In fact, even if you were told the number of lines in the input
you'd still have to read an amount that was not O(1) unless
there were also sever constraints on the length of a line.

Imagine that the input file is created by the following program
that generates one 1000-char line and 999 1-char lines:

    my $big = int(rand(1000));
    for my $line (0..999) {
        print 'x' x 999
            if $line == $big;
        print "\n";
    }

If you knew that such a file was being searched, you could
process it in O(log n) using a binary search to find one end of
the non-blank line [O(log n)], deterine which line of the file
that was [O(1) - take the pos in file of the "\n" that follows
an "x" and subtract 999, that is the line number of the long
line and all of the rest are short] pick a single random number
[O(1)], and generating the required line based upon whether
the result of the binary search is the same as the randomly
chosen line number.  But even for this much simpler case,
you cannot get an O(1) algorithm.

The actual case, which has an input of unknown number of lines,
in which each line is of unknown length, has to be O(n) on the
length of the input (which is worse than the number of lines;
but we've been assuming that the input does not have any "lines"
that are too large to fit into memory, or even close, so O(n)
on the number of lines is a reasonable approximation.
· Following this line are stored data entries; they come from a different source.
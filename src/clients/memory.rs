use super::{BlobStore, FailureSink, LogStore, QueryColumn, QueryRequest, QueryTable};
use crate::error::StageFailure;
use crate::query::RESULT_COLUMNS;
use crate::types::{BlobLocation, BoundedSet, FailureEvent};
use async_trait::async_trait;
use chrono::{DateTime, Utc};
use serde_json::{json, Value};
use std::collections::HashMap;
use std::sync::Mutex;
use tokio::time::{sleep, Duration};

/// Gateway request log record
#[derive(Debug, Clone)]
pub struct GatewayRequest {
    pub correlation_id: String,
    pub time_generated: DateTime<Utc>,
    pub product_id: String,
    pub region: String,
    pub caller_ip: String,
    pub cache: String,
    pub backend_id: String,
    pub is_success: bool,
}

/// Usage-detail log record (one part of a possibly multi-part record)
#[derive(Debug, Clone)]
pub struct UsageDetail {
    pub correlation_id: String,
    pub sequence_number: u32,
    pub model_name: String,
    pub prompt_tokens: u64,
    pub completion_tokens: u64,
    pub total_tokens: u64,
}

/// Running totals for one (product, model) group
struct GroupAccumulator {
    product_id: String,
    model_name: String,
    prompt_tokens: u64,
    completion_tokens: u64,
    total_tokens: u64,
    call_count: u64,
    first_seen: DateTime<Utc>,
    last_seen: DateTime<Utc>,
    regions: BoundedSet,
    caller_ips: BoundedSet,
    caches: BoundedSet,
    backend_ids: BoundedSet,
}

impl GroupAccumulator {
    fn new(request: &GatewayRequest, usage: &UsageDetail) -> Self {
        Self {
            product_id: request.product_id.clone(),
            model_name: usage.model_name.clone(),
            prompt_tokens: 0,
            completion_tokens: 0,
            total_tokens: 0,
            call_count: 0,
            first_seen: request.time_generated,
            last_seen: request.time_generated,
            regions: BoundedSet::new(),
            caller_ips: BoundedSet::new(),
            caches: BoundedSet::new(),
            backend_ids: BoundedSet::new(),
        }
    }

    fn add(&mut self, request: &GatewayRequest, usage: &UsageDetail) {
        self.prompt_tokens = self.prompt_tokens.saturating_add(usage.prompt_tokens);
        self.completion_tokens = self.completion_tokens.saturating_add(usage.completion_tokens);
        self.total_tokens = self.total_tokens.saturating_add(usage.total_tokens);
        self.call_count = self.call_count.saturating_add(1);
        self.first_seen = self.first_seen.min(request.time_generated);
        self.last_seen = self.last_seen.max(request.time_generated);
        self.regions.insert(request.region.as_str());
        self.caller_ips.insert(request.caller_ip.as_str());
        self.caches.insert(request.cache.as_str());
        self.backend_ids.insert(request.backend_id.as_str());
    }

    fn into_values(self) -> Vec<Value> {
        vec![
            json!(self.product_id),
            json!(self.model_name),
            json!(self.prompt_tokens),
            json!(self.completion_tokens),
            json!(self.total_tokens),
            json!(self.call_count),
            json!(self.first_seen.to_rfc3339()),
            json!(self.last_seen.to_rfc3339()),
            json!(Vec::<String>::from(self.regions)),
            json!(Vec::<String>::from(self.caller_ips)),
            json!(Vec::<String>::from(self.caches)),
            json!(Vec::<String>::from(self.backend_ids)),
        ]
    }
}

/// Log store that evaluates the usage aggregation over in-memory records
///
/// The query text is not parsed; the store always runs the usage
/// aggregation over the request window. Useful for development, the mock
/// environment and tests.
#[derive(Default)]
pub struct InMemoryLogStore {
    requests: Vec<GatewayRequest>,
    usage: Vec<UsageDetail>,

    /// Simulated network delay
    delay: Option<Duration>,

    /// Failure returned instead of a result
    failure: Option<StageFailure>,
}

impl InMemoryLogStore {
    pub fn new() -> Self {
        Self::default()
    }

    pub fn with_request(mut self, request: GatewayRequest) -> Self {
        self.requests.push(request);
        self
    }

    pub fn with_usage(mut self, usage: UsageDetail) -> Self {
        self.usage.push(usage);
        self
    }

    pub fn with_delay(mut self, delay: Duration) -> Self {
        self.delay = Some(delay);
        self
    }

    pub fn with_failure(mut self, failure: StageFailure) -> Self {
        self.failure = Some(failure);
        self
    }

    /// Join, filter and aggregate the records in `[start, end]`
    fn aggregate(&self, start: DateTime<Utc>, end: DateTime<Utc>) -> QueryTable {
        let mut order: Vec<(String, String)> = Vec::new();
        let mut groups: HashMap<(String, String), GroupAccumulator> = HashMap::new();

        let requests = self.requests.iter().filter(|r| {
            r.is_success && r.time_generated >= start && r.time_generated <= end
        });

        for request in requests {
            let parts = self
                .usage
                .iter()
                .filter(|u| u.correlation_id == request.correlation_id && u.sequence_number == 0);

            for usage in parts {
                let key = (request.product_id.clone(), usage.model_name.clone());
                let group = groups.entry(key.clone()).or_insert_with(|| {
                    order.push(key);
                    GroupAccumulator::new(request, usage)
                });
                group.add(request, usage);
            }
        }

        let mut rows: Vec<GroupAccumulator> = order
            .into_iter()
            .filter_map(|key| groups.remove(&key))
            .collect();
        rows.sort_by(|a, b| b.total_tokens.cmp(&a.total_tokens));

        QueryTable {
            name: "PrimaryResult".to_string(),
            columns: result_columns(),
            rows: rows.into_iter().map(GroupAccumulator::into_values).collect(),
        }
    }
}

fn result_columns() -> Vec<QueryColumn> {
    RESULT_COLUMNS
        .iter()
        .zip([
            "string", "string", "long", "long", "long", "long", "datetime", "datetime",
            "dynamic", "dynamic", "dynamic", "dynamic",
        ])
        .map(|(name, kind)| QueryColumn::new(*name, kind))
        .collect()
}

#[async_trait]
impl LogStore for InMemoryLogStore {
    async fn query(&self, request: &QueryRequest) -> Result<QueryTable, StageFailure> {
        if let Some(delay) = self.delay {
            sleep(delay).await;
        }

        if let Some(failure) = &self.failure {
            return Err(failure.clone());
        }

        Ok(self.aggregate(request.window_start(), request.window_end))
    }
}

/// Blob store backed by a map
///
/// Writes replace the whole blob, matching block-blob overwrite semantics.
#[derive(Default)]
pub struct InMemoryBlobStore {
    blobs: Mutex<HashMap<BlobLocation, Vec<u8>>>,
    failure: Mutex<Option<StageFailure>>,
    writes: Mutex<usize>,
}

impl InMemoryBlobStore {
    pub fn new() -> Self {
        Self::default()
    }

    /// Make every subsequent write fail with `failure`
    pub fn fail_writes(&self, failure: StageFailure) {
        if let Ok(mut slot) = self.failure.lock() {
            *slot = Some(failure);
        }
    }

    /// Number of write attempts, successful or not
    pub fn write_attempts(&self) -> usize {
        self.writes.lock().map(|n| *n).unwrap_or(0)
    }

    fn poisoned() -> StageFailure {
        StageFailure::failed("InternalError", "Blob store lock poisoned")
    }
}

#[async_trait]
impl BlobStore for InMemoryBlobStore {
    async fn put(&self, location: &BlobLocation, payload: Vec<u8>) -> Result<(), StageFailure> {
        *self.writes.lock().map_err(|_| Self::poisoned())? += 1;

        if let Some(failure) = self.failure.lock().map_err(|_| Self::poisoned())?.clone() {
            return Err(failure);
        }

        self.blobs
            .lock()
            .map_err(|_| Self::poisoned())?
            .insert(location.clone(), payload);
        Ok(())
    }

    async fn get(&self, location: &BlobLocation) -> Result<Option<Vec<u8>>, StageFailure> {
        Ok(self
            .blobs
            .lock()
            .map_err(|_| Self::poisoned())?
            .get(location)
            .cloned())
    }
}

/// Failure sink that keeps every event it receives
#[derive(Default)]
pub struct RecordingFailureSink {
    events: Mutex<Vec<FailureEvent>>,
    failure: Option<StageFailure>,
}

impl RecordingFailureSink {
    pub fn new() -> Self {
        Self::default()
    }

    /// Sink that rejects every event after recording the attempt
    pub fn failing(failure: StageFailure) -> Self {
        Self {
            events: Mutex::new(Vec::new()),
            failure: Some(failure),
        }
    }

    pub fn events(&self) -> Vec<FailureEvent> {
        self.events.lock().map(|e| e.clone()).unwrap_or_default()
    }
}

#[async_trait]
impl FailureSink for RecordingFailureSink {
    async fn ingest(&self, event: &FailureEvent) -> Result<(), StageFailure> {
        self.events
            .lock()
            .map_err(|_| StageFailure::failed("InternalError", "Sink lock poisoned"))?
            .push(event.clone());

        match &self.failure {
            Some(failure) => Err(failure.clone()),
            None => Ok(()),
        }
    }
}

#[cfg(test)]
mod tests {
    use super::*;
    use crate::query::decode_rows;
    use crate::types::MAX_SET_SIZE;
    use chrono::TimeZone;

    fn at(hour: u32) -> DateTime<Utc> {
        Utc.with_ymd_and_hms(2024, 3, 1, hour, 0, 0).unwrap()
    }

    fn request(id: &str, product: &str, hour: u32, success: bool) -> GatewayRequest {
        GatewayRequest {
            correlation_id: id.to_string(),
            time_generated: at(hour),
            product_id: product.to_string(),
            region: "eastus".to_string(),
            caller_ip: "10.0.0.1".to_string(),
            cache: "MISS".to_string(),
            backend_id: "aoai-east".to_string(),
            is_success: success,
        }
    }

    fn usage(id: &str, sequence: u32, model: &str, total: u64) -> UsageDetail {
        UsageDetail {
            correlation_id: id.to_string(),
            sequence_number: sequence,
            model_name: model.to_string(),
            prompt_tokens: total / 4,
            completion_tokens: total - total / 4,
            total_tokens: total,
        }
    }

    fn day_request() -> QueryRequest {
        QueryRequest {
            workspace_id: "ws".to_string(),
            query: String::new(),
            lookback: chrono::Duration::hours(24),
            window_end: Utc.with_ymd_and_hms(2024, 3, 2, 0, 0, 0).unwrap(),
        }
    }

    #[tokio::test]
    async fn test_aggregates_by_product_and_model() {
        let store = InMemoryLogStore::new()
            .with_request(request("c1", "P1", 1, true))
            .with_request(request("c2", "P1", 5, true))
            .with_request(request("c3", "P2", 3, true))
            .with_usage(usage("c1", 0, "gpt-x", 100))
            .with_usage(usage("c2", 0, "gpt-x", 300))
            .with_usage(usage("c3", 0, "gpt-y", 1200));

        let table = store.query(&day_request()).await.unwrap();
        let rows = decode_rows(&table).unwrap();

        assert_eq!(rows.len(), 2);
        assert_eq!(rows[0].product_id, "P2");
        assert_eq!(rows[1].product_id, "P1");
        assert_eq!(rows[1].total_tokens, 400);
        assert_eq!(rows[1].call_count, 2);
        assert_eq!(rows[1].first_seen, at(1));
        assert_eq!(rows[1].last_seen, at(5));
    }

    #[tokio::test]
    async fn test_filters_failed_requests_and_later_sequence_parts() {
        let store = InMemoryLogStore::new()
            .with_request(request("c1", "P1", 1, true))
            .with_request(request("c2", "P1", 2, false))
            .with_usage(usage("c1", 0, "gpt-x", 100))
            .with_usage(usage("c1", 1, "gpt-x", 999))
            .with_usage(usage("c2", 0, "gpt-x", 500));

        let rows = decode_rows(&store.query(&day_request()).await.unwrap()).unwrap();

        assert_eq!(rows.len(), 1);
        assert_eq!(rows[0].total_tokens, 100);
        assert_eq!(rows[0].call_count, 1);
    }

    #[tokio::test]
    async fn test_token_sums_saturate() {
        let store = InMemoryLogStore::new()
            .with_request(request("c1", "P1", 1, true))
            .with_request(request("c2", "P1", 2, true))
            .with_usage(usage("c1", 0, "gpt-x", u64::MAX))
            .with_usage(usage("c2", 0, "gpt-x", 10));

        let rows = decode_rows(&store.query(&day_request()).await.unwrap()).unwrap();

        assert_eq!(rows.len(), 1);
        assert_eq!(rows[0].total_tokens, u64::MAX);
        assert_eq!(rows[0].prompt_tokens, u64::MAX / 4 + 2);
        assert_eq!(rows[0].call_count, 2);
    }

    #[tokio::test]
    async fn test_excludes_records_outside_window() {
        let mut old = request("c0", "P1", 0, true);
        old.time_generated = Utc.with_ymd_and_hms(2024, 2, 27, 0, 0, 0).unwrap();

        let store = InMemoryLogStore::new()
            .with_request(old)
            .with_usage(usage("c0", 0, "gpt-x", 100));

        let rows = decode_rows(&store.query(&day_request()).await.unwrap()).unwrap();
        assert!(rows.is_empty());
    }

    #[tokio::test]
    async fn test_multi_value_sets_are_capped() {
        let mut store = InMemoryLogStore::new();
        for i in 0..12 {
            let id = format!("c{}", i);
            let mut r = request(&id, "P1", 1, true);
            r.caller_ip = format!("10.0.0.{}", i);
            store = store.with_request(r).with_usage(usage(&id, 0, "gpt-x", 10));
        }

        let rows = decode_rows(&store.query(&day_request()).await.unwrap()).unwrap();
        assert_eq!(rows[0].call_count, 12);
        assert_eq!(rows[0].caller_ips.len(), MAX_SET_SIZE);
        assert_eq!(rows[0].regions.len(), 1);
    }

    #[tokio::test]
    async fn test_injected_failure() {
        let store = InMemoryLogStore::new().with_failure(StageFailure::failed("BadQuery", "nope"));
        let err = store.query(&day_request()).await.unwrap_err();
        assert_eq!(err.code, "BadQuery");
    }

    #[tokio::test]
    async fn test_blob_store_overwrites() {
        let store = InMemoryBlobStore::new();
        let location = BlobLocation::new("reportoutput", "daily.csv");

        store.put(&location, b"first".to_vec()).await.unwrap();
        store.put(&location, b"second".to_vec()).await.unwrap();

        assert_eq!(store.get(&location).await.unwrap(), Some(b"second".to_vec()));
        assert_eq!(store.write_attempts(), 2);
    }

    #[tokio::test]
    async fn test_blob_store_failure_keeps_previous_content() {
        let store = InMemoryBlobStore::new();
        let location = BlobLocation::new("reportoutput", "daily.csv");
        store.put(&location, b"first".to_vec()).await.unwrap();

        store.fail_writes(StageFailure::failed("AuthorizationFailure", "forbidden"));
        assert!(store.put(&location, b"second".to_vec()).await.is_err());
        assert_eq!(store.get(&location).await.unwrap(), Some(b"first".to_vec()));
    }
}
How would *any* O(1) algorithm be able to work if the input file
it was given was not some html file, but was /dev/hda instead?
And still be true for the size that might be available for
/dev/hda 20 years from now.  If /dev/hda is a disk drive that is
1 TB, it could contain a single line containing 1 TB of "text",
or it could contain 10 billion lines of 100 characters each,
or whatever - you basically need to read the entire input to
know where lines start and their line number.

I would take the O(1) requirement to be a measure on the amount
of work done for each line read (which matches the cost of the
readline operation at least).